* WORK TASK: Can you restate the lines of the entries below, word for word, from the first one through the line that includes "emitter without writing"?

---- INPUT DATA

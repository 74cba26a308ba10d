// ============================================================
// Layer 2 — InspectUseCase
// ============================================================
// Pulls a handful of items from the emitter without writing
// anything, so a packing configuration can be checked before a
// long run:
//
//   - how full the windows are
//   - how much of each window contributes to the loss
//   - how often the shard was re-looped
//
// When packing is on, the first `batch_size` windows are also
// stacked through WindowBatcher to show the tensor shape a
// training loop would receive.

use anyhow::Result;
use burn::{
    backend::NdArray,
    data::dataloader::batcher::Batcher,
};

use crate::application::pack_use_case::{build_emitter, PackConfig};
use crate::data::{batcher::WindowBatcher, emitter::EmitterStats};
use crate::domain::{traits::ConversationTokenizer, window::PackedWindow};

type InspectBackend = NdArray;

#[derive(Debug, Clone, PartialEq)]
pub struct InspectReport {
    pub items:              u64,
    pub max_window_len:     usize,
    pub mean_item_len:      f64,
    pub longest_item:       usize,
    pub samples_per_window: f64,
    pub fill_ratio:         f64,
    pub trainable_fraction: f64,
    pub restarts:           u64,
    pub skipped:            u64,
    /// [batch, seq] of the first batch, packed mode only
    pub batch_shape:        Option<[usize; 2]>,
    pub stats:              EmitterStats,
}

pub struct InspectUseCase {
    config:     PackConfig,
    batch_size: usize,
}

impl InspectUseCase {
    pub fn new(config: PackConfig, batch_size: usize) -> Self {
        Self { config, batch_size }
    }

    pub fn execute(&self) -> Result<InspectReport> {
        let mut emitter = build_emitter(&self.config)?;
        let max_window_len = emitter.config().max_window_len();
        let pad_token_id = emitter.tokenizer().pad_token_id();

        let mut lengths = Vec::new();
        let mut packed: Vec<PackedWindow> = Vec::new();
        let mut windows = 0usize;
        let mut samples = 0usize;

        for _ in 0..self.config.num_items {
            let item = emitter.next_item()?;
            lengths.push(item.len());
            if let Some(w) = item.as_packed() {
                windows += 1;
                samples += w.sample_lengths.len();
                if packed.len() < self.batch_size {
                    packed.push(w.clone());
                }
            }
        }

        let batch_shape = if packed.is_empty() {
            None
        } else {
            let batcher = WindowBatcher::<InspectBackend>::new(Default::default(), pad_token_id);
            Some(batcher.batch(packed).input_ids.dims())
        };

        let stats = emitter.stats().clone();
        let report = InspectReport {
            items:              stats.items_emitted,
            max_window_len,
            mean_item_len:      mean(&lengths),
            longest_item:       lengths.iter().copied().max().unwrap_or(0),
            samples_per_window: if windows == 0 { 0.0 } else { samples as f64 / windows as f64 },
            fill_ratio:         stats.fill_ratio(max_window_len),
            trainable_fraction: stats.trainable_fraction(),
            restarts:           stats.restarts,
            skipped:            stats.skipped_over_length + stats.skipped_empty,
            batch_shape,
            stats,
        };

        tracing::info!(
            "Inspected {} items: mean length {:.1}/{}, fill {:.1}%, trainable {:.1}%, {} restarts",
            report.items,
            report.mean_item_len,
            report.max_window_len,
            report.fill_ratio * 100.0,
            report.trainable_fraction * 100.0,
            report.restarts
        );
        Ok(report)
    }
}

fn mean(values: &[usize]) -> f64 {
    if values.is_empty() {
        return 0.0;
    }
    values.iter().sum::<usize>() as f64 / values.len() as f64
}

// ─── Tests ────────────────────────────────────────────────────────────────────
#[cfg(test)]
mod tests {
    use super::*;
    use crate::application::pack_use_case::tests::workspace;

    #[test]
    fn test_inspect_reports_without_writing() {
        let dir = tempfile::tempdir().unwrap();
        let cfg = workspace(dir.path(), 5);

        let report = InspectUseCase::new(cfg.clone(), 4).execute().unwrap();
        assert_eq!(report.items, 12);
        assert_eq!(report.max_window_len, 49);
        assert!(report.longest_item <= 49);
        assert!(report.fill_ratio > 0.5 && report.fill_ratio <= 1.0);
        assert!(report.trainable_fraction > 0.0 && report.trainable_fraction < 1.0);
        assert!(report.samples_per_window >= 1.0);
        assert!(report.restarts > 0);
        assert_eq!(report.batch_shape.map(|s| s[0]), Some(4));

        assert!(!cfg.output_dir.exists());
    }

    #[test]
    fn test_inspect_non_packed_has_no_batch() {
        let dir = tempfile::tempdir().unwrap();
        let cfg = PackConfig { pack_samples: false, num_items: 3, ..workspace(dir.path(), 5) };

        let report = InspectUseCase::new(cfg, 4).execute().unwrap();
        assert_eq!(report.items, 3);
        assert_eq!(report.batch_shape, None);
        assert_eq!(report.samples_per_window, 0.0);
    }

    #[test]
    fn test_mean() {
        assert_eq!(mean(&[]), 0.0);
        assert_eq!(mean(&[2, 4]), 3.0);
    }
}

--------

* ANSWER FOR THE TASK:
repository 74cba26a308ba10d
// ============================================================
// Layer 2 — InspectUseCase
// ============================================================
// Pulls a handful of items from the emitter without writing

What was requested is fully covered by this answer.